■ **PROBLEM REQUIREMENTS**: Your task is to transcribe the data in full.

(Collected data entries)
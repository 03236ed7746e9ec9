// III-IV
// Copyright 2023 Julio Merino
//
// Licensed under the Apache License, Version 2.0 (the "License"); you may not
// use this file except in compliance with the License.  You may obtain a copy
// of the License at:
//
//     http://www.apache.org/licenses/LICENSE-2.0
//
// Unless required by applicable law or agreed to in writing, software
// distributed under the License is distributed on an "AS IS" BASIS, WITHOUT
// WARRANTIES OR CONDITIONS OF ANY KIND, either express or implied.  See the
// License for the specific language governing permissions and limitations
// under the License.

//! Operations on the reviews of a campground.

use crate::db;
use crate::driver::{Driver, or_not_found};
use crate::model::*;
use campgrounds_core::db::DbError;
use campgrounds_core::driver::DriverResult;
use log::{info, warn};

impl Driver {
    /// Posts a new review with `data` to the campground `campground_id`.
    ///
    /// The review is created and attached to the campground atomically, so a failure never leaves
    /// behind a review without an owner.
    pub(crate) async fn create_review(
        self,
        campground_id: CampgroundId,
        data: ReviewData,
    ) -> DriverResult<Review> {
        let mut tx = self.db.begin().await?;
        // The first statement must be a write so that the transaction takes the write lock up
        // front instead of upgrading a read lock later.
        let review = db::create_review(tx.ex(), data).await?;
        let owner = db::get_campground(tx.ex(), campground_id).await;
        if let Err(e) = or_not_found(owner, "Campground") {
            tx.rollback().await?;
            return Err(e);
        }
        db::attach_review(tx.ex(), campground_id, *review.id()).await?;
        tx.commit().await?;
        info!("Created review {} for campground {}", review.id(), campground_id);
        Ok(review)
    }

    /// Deletes the review `review_id` from the campground `campground_id`.
    ///
    /// The review is detached from the campground and deleted atomically.
    pub(crate) async fn delete_review(
        self,
        campground_id: CampgroundId,
        review_id: ReviewId,
    ) -> DriverResult<()> {
        let mut tx = self.db.begin().await?;
        or_not_found(db::detach_review(tx.ex(), campground_id, review_id).await, "Review")?;
        match db::delete_review(tx.ex(), review_id).await {
            Ok(()) => (),
            Err(DbError::NotFound) => {
                warn!(
                    "Review {} was referenced by campground {} but did not exist",
                    review_id, campground_id
                );
            }
            Err(e) => return Err(e.into()),
        }
        tx.commit().await?;
        info!("Deleted review {} from campground {}", review_id, campground_id);
        Ok(())
    }
}

#[cfg(test)]
mod tests {
    use super::*;
    use crate::driver::testutils::*;
    use campgrounds_core::driver::DriverError;

    #[tokio::test]
    async fn test_create_review_ok() {
        let context = TestContext::setup().await;

        let campground = context.create_campground("c").await;
        let existing = context.create_review(*campground.id(), "First", 2).await;

        let review = context
            .driver()
            .create_review(*campground.id(), review_data("Second", 5))
            .await
            .unwrap();
        assert_eq!(&review_data("Second", 5), review.data());

        let reviews =
            db::get_campground_reviews(&mut context.ex().await, *campground.id()).await.unwrap();
        assert_eq!(vec![existing, review.clone()], reviews);
        assert_eq!(
            *campground.id(),
            db::get_review_owner(&mut context.ex().await, *review.id()).await.unwrap()
        );
    }

    #[tokio::test]
    async fn test_create_review_campground_not_found() {
        let context = TestContext::setup().await;

        assert_eq!(
            DriverError::NotFound("Campground not found".to_owned()),
            context
                .driver()
                .create_review(CampgroundId::new_random(), review_data("Lost", 3))
                .await
                .unwrap_err()
        );

        assert!(db::get_reviews(&mut context.ex().await).await.unwrap().is_empty());
    }

    #[tokio::test]
    async fn test_create_review_campground_not_found_rolls_back_before_returning() {
        let context = TestContext::setup().await;

        let campground = context.create_campground("c").await;
        let existing = context.create_review(*campground.id(), "Kept", 4).await;

        context
            .driver()
            .create_review(CampgroundId::new_random(), review_data("Lost", 3))
            .await
            .unwrap_err();

        let review = context
            .driver()
            .create_review(*campground.id(), review_data("After", 2))
            .await
            .unwrap();

        assert_eq!(
            vec![existing.clone(), review.clone()],
            db::get_reviews(&mut context.ex().await).await.unwrap()
        );
        assert_eq!(
            vec![existing, review],
            db::get_campground_reviews(&mut context.ex().await, *campground.id()).await.unwrap()
        );
    }

    #[tokio::test]
    async fn test_delete_review_ok() {
        let context = TestContext::setup().await;

        let campground = context.create_campground("c").await;
        let review1 = context.create_review(*campground.id(), "One", 1).await;
        let review2 = context.create_review(*campground.id(), "Two", 2).await;

        context.driver().delete_review(*campground.id(), *review1.id()).await.unwrap();

        let reviews =
            db::get_campground_reviews(&mut context.ex().await, *campground.id()).await.unwrap();
        assert_eq!(vec![review2.clone()], reviews);
        assert_eq!(vec![review2], db::get_reviews(&mut context.ex().await).await.unwrap());
    }

    #[tokio::test]
    async fn test_delete_review_not_attached() {
        let context = TestContext::setup().await;

        let campground = context.create_campground("c").await;
        let other = context.create_campground("o").await;
        let review = context.create_review(*other.id(), "Other", 4).await;

        assert_eq!(
            DriverError::NotFound("Review not found".to_owned()),
            context.driver().delete_review(*campground.id(), *review.id()).await.unwrap_err()
        );

        assert_eq!(review, db::get_review(&mut context.ex().await, *review.id()).await.unwrap());
        assert_eq!(
            *other.id(),
            db::get_review_owner(&mut context.ex().await, *review.id()).await.unwrap()
        );
    }

    #[tokio::test]
    async fn test_delete_review_dangling_reference() {
        let context = TestContext::setup().await;

        let campground = context.create_campground("c").await;
        let review = context.create_review(*campground.id(), "Gone", 4).await;
        db::delete_review(&mut context.ex().await, *review.id()).await.unwrap();

        context.driver().delete_review(*campground.id(), *review.id()).await.unwrap();

        assert_eq!(
            DbError::NotFound,
            db::get_review_owner(&mut context.ex().await, *review.id()).await.unwrap_err()
        );
    }
}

■ **SOLUTION TO THIS EXERCISE**:
repository 03236ed7746e9ec9
// III-IV
// Copyright 2023 Julio Merino
//
// Licensed under the Apache License, Version 2.0 (the "License"); you may not
// use this file except in compliance with the License.  You may obtain a copy
// of the License at:
//
//     http://www.apache.org/licenses/LICENSE-2.0
//
// Unless required by applicable law or agreed to in writing, software
// distributed under the License is distributed on an "AS IS" BASIS, WITHOUT
// WARRANTIES OR CONDITIONS OF ANY KIND, either express or implied.  See the
// License for the specific language governing permissions and limitations
// under the License.

//! Operations on the reviews of a campground.

use crate::db;
use crate::driver::{Driver, or_not_found};
use crate::model::*;
use campgrounds_core::db::DbError;
use campgrounds_core::driver::DriverResult;
use log::{info, warn};

impl Driver {
    /// Posts a new review with `data` to the campground `campground_id`.
    ///
    /// The review is created and attached to the campground atomically, so a failure never leaves
    /// behind a review without an owner.
    pub(crate) async fn create_review(
        self,
        campground_id: CampgroundId,
        data: ReviewData,
    ) -> DriverResult<Review> {
        let mut tx = self.db.begin().await?;
        // The first statement must be a write so that the transaction takes the write lock up
        // front instead of upgrading a read lock later.
        let review = db::create_review(tx.ex(), data).await?;
        let owner = db::get_campground(tx.ex(), campground_id).await;
        if let Err(e) = or_not_found(owner, "Campground") {
            tx.rollback().await?;
            return Err(e);
        }
        db::attach_review(tx.ex(), campground_id, *review.id()).await?;
        tx.commit().await?;
        info!("Created review {} for campground {}", review.id(), campground_id);
        Ok(review)
    }

    /// Deletes the review `review_id` from the campground `campground_id`.
    ///
    /// The review is detached from the campground and deleted atomically.
    pub(crate) async fn delete_review(
        self,
        campground_id: CampgroundId,
        review_id: ReviewId,
    ) -> DriverResult<()> {
        let mut tx = self.db.begin().await?;
        or_not_found(db::detach_review(tx.ex(), campground_id, review_id).await, "Review")?;
        match db::delete_review(tx.ex(), review_id).await {
            Ok(()) => (),
            Err(DbError::NotFound) => {
                warn!(
                    "Review {} was referenced by campground {} but did not exist",
                    review_id, campground_id
                );
            }
            Err(e) => return Err(e.into()),
        }
        tx.commit().await?;
        info!("Deleted review {} from campground {}", review_id, campground_id);
        Ok(())
    }
}

#[cfg(test)]
mod tests {
    use super::*;
    use crate::driver::testutils::*;
    use campgrounds_core::driver::DriverError;

    #[tokio::test]
    async fn test_create_review_ok() {
        let context = TestContext::setup().await;

        let campground = context.create_campground("c").await;
        let existing = context.create_review(*campground.id(), "First", 2).await;

        let review = context
            .driver()
            .create_review(*campground.id(), review_data("Second", 5))
            .await
            .unwrap();
        assert_eq!(&review_data("Second", 5), review.data());

        let reviews =
            db::get_campground_reviews(&mut context.ex().await, *campground.id()).await.unwrap();
        assert_eq!(vec![existing, review.clone()], reviews);
        assert_eq!(
            *campground.id(),
            db::get_review_owner(&mut context.ex().await, *review.id()).await.unwrap()
        );
    }

    #[tokio::test]
    async fn test_create_review_campground_not_found() {
        let context = TestContext::setup().await;

        assert_eq!(
            DriverError::NotFound("Campground not found".to_owned()),
            context
                .driver()
                .create_review(CampgroundId::new_random(), review_data("Lost", 3))
                .await
                .unwrap_err()
        );

        assert!(db::get_reviews(&mut context.ex().await).await.unwrap().is_empty());
    }

    #[tokio::test]
    async fn test_create_review_campground_not_found_rolls_back_before_returning() {
        let context = TestContext::setup().await;

        let campground = context.create_campground("c").await;
        let existing = context.create_review(*campground.id(), "Kept", 4).await;

        context
            .driver()
            .create_review(CampgroundId::new_random(), review_data("Lost", 3))
            .await
            .unwrap_err();

        let review = context
            .driver()
            .create_review(*campground.id(), review_data("After", 2))
            .await
            .unwrap();

        assert_eq!(
            vec![existing.clone(), review.clone()],
            db::get_reviews(&mut context.ex().await).await.unwrap()
        );
        assert_eq!(
            vec![existing, review],
            db::get_campground_reviews(&mut context.ex().await, *campground.id()).await.unwrap()
        );
    }

    #[tokio::test]
    async fn test_delete_review_ok() {
        let context = TestContext::setup().await;

        let campground = context.create_campground("c").await;
        let review1 = context.create_review(*campground.id(), "One", 1).await;
        let review2 = context.create_review(*campground.id(), "Two", 2).await;

        context.driver().delete_review(*campground.id(), *review1.id()).await.unwrap();

        let reviews =
            db::get_campground_reviews(&mut context.ex().await, *campground.id()).await.unwrap();
        assert_eq!(vec![review2.clone()], reviews);
        assert_eq!(vec![review2], db::get_reviews(&mut context.ex().await).await.unwrap());
    }

    #[tokio::test]
    async fn test_delete_review_not_attached() {
        let context = TestContext::setup().await;

        let campground = context.create_campground("c").await;
        let other = context.create_campground("o").await;
        let review = context.create_review(*other.id(), "Other", 4).await;

        assert_eq!(
            DriverError::NotFound("Review not found".to_owned()),
            context.driver().delete_review(*campground.id(), *review.id()).await.unwrap_err()
        );

        assert_eq!(review, db::get_review(&mut context.ex().await, *review.id()).await.unwrap());
        assert_eq!(
            *other.id(),
            db::get_review_owner(&mut context.ex().await, *review.id()).await.unwrap()
        );
    }

    #[tokio::test]
    async fn test_delete_review_dangling_reference() {
        let context = TestContext::setup().await;

        let campground = context.create_campground("c").await;
        let review = context.create_review(*campground.id(), "Gone", 4).await;
        db::delete_review(&mut context.ex().await, *review.id()).await.unwrap();

        context.driver().delete_review(*campground.id(), *review.id()).await.unwrap();

        assert_eq!(
            DbError::NotFound,
            db::get_review_owner(&mut context.ex().await, *review.id()).await.unwrap_err()
        );
    }
}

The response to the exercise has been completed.